Starting all ROS node¶
Now to start all the node needed by the system to work give the following command on different term (or tab with CTRL+SHIFT+T) (in this example 192.168.10.16 is the PC and 192.168.10.10 is the Raspberry Pi on the quadcopter)
ubuntu@ubiquityrobot:~/catkin_ws$ roslaunch aruco_gridboard detection_rpicam.launch
ubuntu@ubiquityrobot:~/catkin_ws$ roslaunch mavros apm.launch fcu_url:=/dev/ttyAMA0:921600 gcs_url:=tcp-l://192.168.10.10:2000
ubuntu@ubiquityrobot:~/catkin_ws$ rosrun aruco_gridboard set_origin.py (only after receiving EK2 ...)
andrea@galileo:~/catkin_ws$ rosrun rqt_reconfigure rqt_reconfigure (for setting camera params then exit)
andrea@galileo:~/catkin_ws$ roslaunch mavros_extras teleop.launch
andrea@galileo:~/catkin_ws$ rosrun rviz rviz -d catkin_ws/src/aruco_gridboard/data/aruco_grid.rviz
At this point it should be possible to see /mavros/vision_pose/pose and /mavros/local_position/pose, represented as 3 Axes, on rviz and moving the quadcopter with the camera towards the Aruco Board, you should see the two poses moving close to each other.
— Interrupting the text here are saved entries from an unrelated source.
//! Line-coverage threshold over an lcov report.

use std::path::{Path, PathBuf};

use serde::{Deserialize, Serialize};

use crate::diagnostic::Diagnostic;
use crate::error::{GateError, Result};

/// Where the lcov report lives and the minimum accepted ratio.
#[derive(Debug, Clone, PartialEq, Serialize)]
pub struct CoveragePolicy {
    pub name: String,
    pub lcov_path: PathBuf,
    pub min_ratio: f64,
}

/// Line totals from `DA:` records.
#[derive(Debug, Clone, Copy, PartialEq, Eq, Default, Serialize, Deserialize)]
pub struct CoverageSummary {
    pub total_lines: u64,
    pub covered_lines: u64,
}

impl CoverageSummary {
    pub fn ratio(&self) -> Option<f64> {
        if self.total_lines == 0 {
            None
        } else {
            Some(self.covered_lines as f64 / self.total_lines as f64)
        }
    }
}

/// Parse `DA:<line>,<hits>[,<checksum>]` records.
pub fn parse_lcov(source: &str, text: &str) -> Result<CoverageSummary> {
    let mut summary = CoverageSummary::default();
    for (idx, line) in text.lines().enumerate() {
        let Some(data) = line.strip_prefix("DA:") else {
            continue;
        };
        let hits = data
            .split(',')
            .nth(1)
            .and_then(|h| h.trim().parse::<u64>().ok())
            .ok_or_else(|| GateError::Parse {
                file: source.to_string(),
                reason: format!("malformed DA record on line {}: {line}", idx + 1),
            })?;
        summary.total_lines += 1;
        if hits > 0 {
            summary.covered_lines += 1;
        }
    }
    Ok(summary)
}

/// Evaluate the coverage threshold. The summary is `None` when no report exists.
pub fn check_coverage(
    repo_root: &Path,
    policy: &CoveragePolicy,
) -> Result<(Option<CoverageSummary>, Vec<Diagnostic>)> {
    let path = repo_root.join(&policy.lcov_path);
    let display = policy.lcov_path.display().to_string();
    if !path.is_file() {
        return Ok((
            None,
            vec![Diagnostic::new(&policy.name, format!("{display} not found."))],
        ));
    }

    let summary = parse_lcov(&display, &std::fs::read_to_string(&path)?)?;
    let diagnostics = match summary.ratio() {
        None => vec![Diagnostic::new(&policy.name, "No coverage data found.")],
        Some(ratio) if ratio < policy.min_ratio => vec![Diagnostic::new(
            &policy.name,
            format!(
                "Coverage below threshold: {:.2}% < {:.0}%.",
                ratio * 100.0,
                policy.min_ratio * 100.0
            ),
        )],
        Some(_) => Vec::new(),
    };
    Ok((Some(summary), diagnostics))
}
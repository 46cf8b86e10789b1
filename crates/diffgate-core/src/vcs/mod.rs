//! Version-control query port.
//!
//! The gates need exactly four read-only answers from the repository. They
//! are isolated behind [`Vcs`] so classification and gate logic can be driven
//! from synthetic diffs (see [`fakes::MemoryVcs`]) as well as from `git`.

pub mod fakes;
pub mod git;

use serde::{Deserialize, Serialize};

use crate::error::Result;

pub use fakes::MemoryVcs;
pub use git::GitCli;

/// A resolved point in history, as understood by the backing VCS.
#[derive(Debug, Clone, PartialEq, Eq, Hash, Serialize, Deserialize)]
pub struct Revision(pub String);

impl Revision {
    pub fn new(reference: impl Into<String>) -> Self {
        Self(reference.into())
    }

    pub fn as_str(&self) -> &str {
        &self.0
    }
}

impl std::fmt::Display for Revision {
    fn fmt(&self, f: &mut std::fmt::Formatter<'_>) -> std::fmt::Result {
        write!(f, "{}", self.0)
    }
}

/// Read-only repository queries used by the gates.
pub trait Vcs: Send + Sync {
    /// Whether `reference` resolves to an existing commit.
    fn ref_exists(&self, reference: &str) -> Result<bool>;

    /// Paths changed between `base` and the current head.
    fn changed_paths(&self, base: &Revision) -> Result<Vec<String>>;

    /// Zero-context unified diff of `path` between `base` and the current head.
    fn file_diff(&self, base: &Revision, path: &str) -> Result<String>;

    /// All paths currently tracked by the repository.
    fn tracked_files(&self) -> Result<Vec<String>>;
}
//! Persisted run reports with digest verification.
//!
//! A report is written as `<dir>/<gate>.json` next to `<dir>/<gate>.digest`,
//! the lowercase hex SHA-256 of the JSON bytes. Reading verifies the digest
//! before deserializing.

use std::path::{Path, PathBuf};

use chrono::{DateTime, Utc};
use serde::{Deserialize, Serialize};
use sha2::{Digest, Sha256};

use crate::coverage::CoverageSummary;
use crate::diagnostic::PolicyOutcome;
use crate::error::{GateError, Result};
use crate::runner::RunReport;

/// One gate run, as persisted for later inspection.
#[derive(Debug, Clone, PartialEq, Serialize, Deserialize)]
pub struct PolicyReport {
    pub run_id: String,
    pub gate: String,
    pub base: Option<String>,
    pub evaluated_at: DateTime<Utc>,
    pub outcome: PolicyOutcome,
    #[serde(default, skip_serializing_if = "Option::is_none")]
    pub coverage: Option<CoverageSummary>,
}

impl PolicyReport {
    pub fn new(run_id: &str, gate: &str, run: &RunReport) -> Self {
        Self {
            run_id: run_id.to_string(),
            gate: gate.to_string(),
            base: run.base.as_ref().map(|b| b.to_string()),
            evaluated_at: Utc::now(),
            outcome: run.outcome.clone(),
            coverage: run.coverage,
        }
    }
}

/// Fresh run identifier.
pub fn new_run_id() -> String {
    uuid::Uuid::new_v4().to_string()
}

fn sha256_hex(bytes: &[u8]) -> String {
    hex::encode(Sha256::digest(bytes))
}

/// Persist `<dir>/<gate>.json` and `<dir>/<gate>.digest`.
pub fn write_report(report: &PolicyReport, dir: &Path) -> Result<PathBuf> {
    std::fs::create_dir_all(dir)?;

    let path = dir.join(format!("{}.json", report.gate));
    let digest_path = dir.join(format!("{}.digest", report.gate));
    let json = serde_json::to_vec_pretty(report)?;

    std::fs::write(&path, &json)?;
    std::fs::write(&digest_path, sha256_hex(&json).as_bytes())?;

    Ok(path)
}

/// Read and verify `<dir>/<gate>.json`.
pub fn read_report(gate: &str, dir: &Path) -> Result<PolicyReport> {
    let json = std::fs::read(dir.join(format!("{gate}.json")))?;
    let digest = std::fs::read_to_string(dir.join(format!("{gate}.digest")))?;
    let actual = sha256_hex(&json);
    if digest.trim() != actual {
        return Err(GateError::DigestMismatch {
            expected: digest.trim().to_string(),
            actual,
        });
    }
    Ok(serde_json::from_slice(&json)?)
}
Connecting the GCS to the quadcopter (tcp 192.168.10.10 2000) it should be possible to see the quadcopter on the map, set flight mode and give commands.
If this last point is OK the first test could be done arming the quadcopter in Loiter mode, takeoff and hover over the Aruco Board with the Joystick, then land.
The last step (for now) is to test an all autonomous flight using one of the script included, to do this open another term or tab
ubuntu@ubiquityrobot:~/catkin_ws$ rosrun aruco_gridboard mavros_control1.py
You should see the quadcopter arm, takeoff, flight along the square and land as showed in the video at the beginning of this page.